This is exciting to one who remembers how flat "A Patriot
for Me" was on Broadway in 1969. Eyre and Bates seem to
have found what it wants to say, beyond the obvious things about
repression, and one is about to decide that there is more to
this play than once met the eye.
After intermission,
alas, it is all up for "A Patriot for Me." Once our
hero submits to his nature (for which he is instantly beaten
up by some thugs), the tension of the play evaporates. The rest
of the story chronicles Redl's decline, starting with a gloomy
drag ball and ending with a gunshot.
One thinks
of Dorian Gray, except that he enjoyed being decadent. Redl does
not -- the one thing about him that Osborne sems to admire. Bates
has an almost insuperable problem here: to make vivid a morose
man who becomes more and more a stranger to himself with every
fall from grace. He falls into two fine rages (at his first woman
and his latest young man) and that is the limit of his expressive
range.
Within
that range, Bates does some lovely, subtle things; but an unhappy
stoic does not give an actor very many notes to play, especially
in a house so unconducive to subtlety as the Ahmanson, which
has never seemed darker and colder. As his Redl dims out, so
does our interest in the play.
By this
time, too, some of Eyre's and designer Carl Toms' visual devices
are becoming familiar (the revolving stage, bringing on yet another
sidewalk cafe; the ghostly gray-and-white background screens;
the ominous whistling theme by Ilona Sekacz). Worse, the speeches
are sounding more and more like speeches, read with the proper
British starch (especially by Harry Andrews as a gruff general
and George Rose as a swish baron) but not necessarily adding
to our understanding of the characters.
Osborne
himself, seems to want to dismiss them as a tainted and pompous
lot, living under a code that would shrivel anybody's soul. At
the same time, he doesn't come out and attack them -- which might
have given the play some energy. Rather, he plays the objective
Brechtian clinician, letting the data speak for itself. We read
ahead, we agree that there is probably a connection between a
workshiop of the iron-man ethic and the world of the drag ball,
and we wish that the speaker would conclude.
"A
Patriot for Me" will never get a better production on these
shores. Indeed, it may not have had a better one in England.

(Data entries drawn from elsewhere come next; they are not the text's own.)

use serde::{Deserialize, Serialize};
use storm_agent_model::{ErrorKind, ModelFinishReason, ToolCallRequest, Usage};

/// The events in a preset response.
#[derive(Clone, Debug, PartialEq, Eq, Serialize, Deserialize)]
#[serde(tag = "type", content = "data")]
pub enum PresetEvent {
    #[serde(rename = "message_delta")]
    MessageDelta(String),
    #[serde(rename = "tool_call")]
    ToolCall(ToolCallRequest),
}

impl PresetEvent {
    /// Shorthand for a tool call event.
    #[inline]
    pub fn tool_call<S1: Into<String>, S2: Into<String>>(
        id: S1,
        name: S2,
        arguments: serde_json::Value,
    ) -> Self {
        PresetEvent::ToolCall(ToolCallRequest {
            id: id.into(),
            name: name.into(),
            arguments,
        })
    }
}

/// The preset response for one model request.
#[derive(Clone, Debug, PartialEq, Eq, Serialize, Deserialize)]
pub struct PresetResponse {
    /// Events in this response.
    pub events: Vec<PresetEvent>,
    /// If set, the request will fail in the first `failures` attempts.
    /// `Some(0)` means the request will fail infinitely.
    pub failures: Option<u64>,
    /// The kind of the injected failures.
    #[serde(skip)]
    pub failure_kind: Option<ErrorKind>,
    /// Overrides the inferred finish reason.
    pub finish_reason: Option<ModelFinishReason>,
    /// Usage reported before completion.
    pub usage: Option<Usage>,
}

impl PresetResponse {
    /// Creates a `PresetResponse` with the specified events.
    #[inline]
    pub fn with_events(events: impl Into<Vec<PresetEvent>>) -> Self {
        Self {
            events: events.into(),
            failures: None,
            failure_kind: None,
            finish_reason: None,
            usage: None,
        }
    }

    /// Creates a text-only `PresetResponse`.
    #[inline]
    pub fn text<S: Into<String>>(text: S) -> Self {
        Self::with_events([PresetEvent::MessageDelta(text.into())])
    }

    /// Sets failure times before a successful response. `0` means the
    /// response will always be a failure.
    #[inline]
    pub fn with_failures(mut self, failures: u64) -> Self {
        self.failures = Some(failures);
        self
    }

    /// Sets the error kind of the injected failures, which defaults to
    /// [`ErrorKind::RateLimitExceeded`].
    #[inline]
    pub fn with_failure_kind(mut self, kind: ErrorKind) -> Self {
        self.failure_kind = Some(kind);
        self
    }

    /// Sets the finish reason reported at completion.
    #[inline]
    pub fn with_finish_reason(mut self, reason: ModelFinishReason) -> Self {
        self.finish_reason = Some(reason);
        self
    }

    /// Sets the usage reported before completion.
    #[inline]
    pub fn with_usage(mut self, input_tokens: u64, output_tokens: u64) -> Self {
        self.usage = Some(Usage {
            input_tokens,
            output_tokens,
        });
        self
    }

    pub(crate) fn inferred_finish_reason(&self) -> ModelFinishReason {
        if let Some(reason) = self.finish_reason {
            return reason;
        }
        let has_tool_call = self
            .events
            .iter()
            .any(|event| matches!(event, PresetEvent::ToolCall(_)));
        if has_tool_call {
            ModelFinishReason::ToolCalls
        } else {
            ModelFinishReason::Stop
        }
    }
}

#[cfg(test)]
mod tests {
    use serde_json::json;

    use super::*;

    #[test]
    fn test_serialize_deserialize() {
        let response = PresetResponse::with_events([
            PresetEvent::MessageDelta("Let me look that up.".to_string()),
            PresetEvent::tool_call(
                "1",
                "web_search",
                json!({ "query": "rust async traits" }),
            ),
        ])
        .with_usage(10, 5);

        let serialized = serde_json::to_string(&response).unwrap();
        let deserialized: PresetResponse =
            serde_json::from_str(&serialized).unwrap();

        assert_eq!(response, deserialized);
        assert_eq!(
            deserialized.inferred_finish_reason(),
            ModelFinishReason::ToolCalls
        );
    }
}
use storm_agent_model::ErrorKind;
use thiserror::Error;

use crate::mcp;

/// Errors that end a run.
///
/// Tool failures never show up here; they are reported to the model as
/// failed tool results instead.
#[derive(Debug, Error)]
pub enum Error {
    /// The model request failed, either with a permanent error or after
    /// the retries were exhausted.
    #[error("model request failed after {attempts} attempt(s): {kind}: {message}")]
    Model {
        /// The kind of the last failure.
        kind: ErrorKind,
        /// The message of the last failure.
        message: String,
        /// How many times the request was sent.
        attempts: u32,
    },
    /// The run was cancelled by the caller.
    #[error("the run was cancelled")]
    Cancelled,
    /// Connecting to an external tool server failed.
    #[error(transparent)]
    Connection(#[from] mcp::Error),
}

impl Error {
    /// Returns `true` if running again later may succeed.
    pub fn is_transient(&self) -> bool {
        match self {
            Error::Model { kind, .. } => kind.is_transient(),
            Error::Connection(err) => matches!(
                err,
                mcp::Error::Transport { .. }
                    | mcp::Error::Timeout { .. }
                    | mcp::Error::Closed { .. }
            ),
            Error::Cancelled => false,
        }
    }

    /// Returns `true` if the error is caused by configuration, such as
    /// rejected credentials or a server command that can't be launched.
    /// Retrying won't help until the configuration is fixed.
    pub fn is_configuration(&self) -> bool {
        match self {
            Error::Model { kind, .. } => kind.is_configuration(),
            Error::Connection(err) => matches!(err, mcp::Error::Spawn { .. }),
            Error::Cancelled => false,
        }
    }
}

The cast, partly drawn from the Chichester Festival production,
is enormous and convincing. We're drawn into the world of the
play, from its spies (George Murcell, June Ritchie -- who has
some honest feelings for the frozen Redl) to its nursemaids and
newsboys.
We meet
some particularly affecting victims of that world, starting with
David Yelland, waiting at dawn to begin a duel that he knows
will kill him -- not at all a cliche as he and Bates (and later
Nicolas Gecks) play the scene.
But as
Eyre's cast takes its final frozen bow on the revolving stage,
the image of figures in a waxworks exhibit is all too appropriate.
"A Patriot for Me" will be at the Ahmanson through
Nov. 25.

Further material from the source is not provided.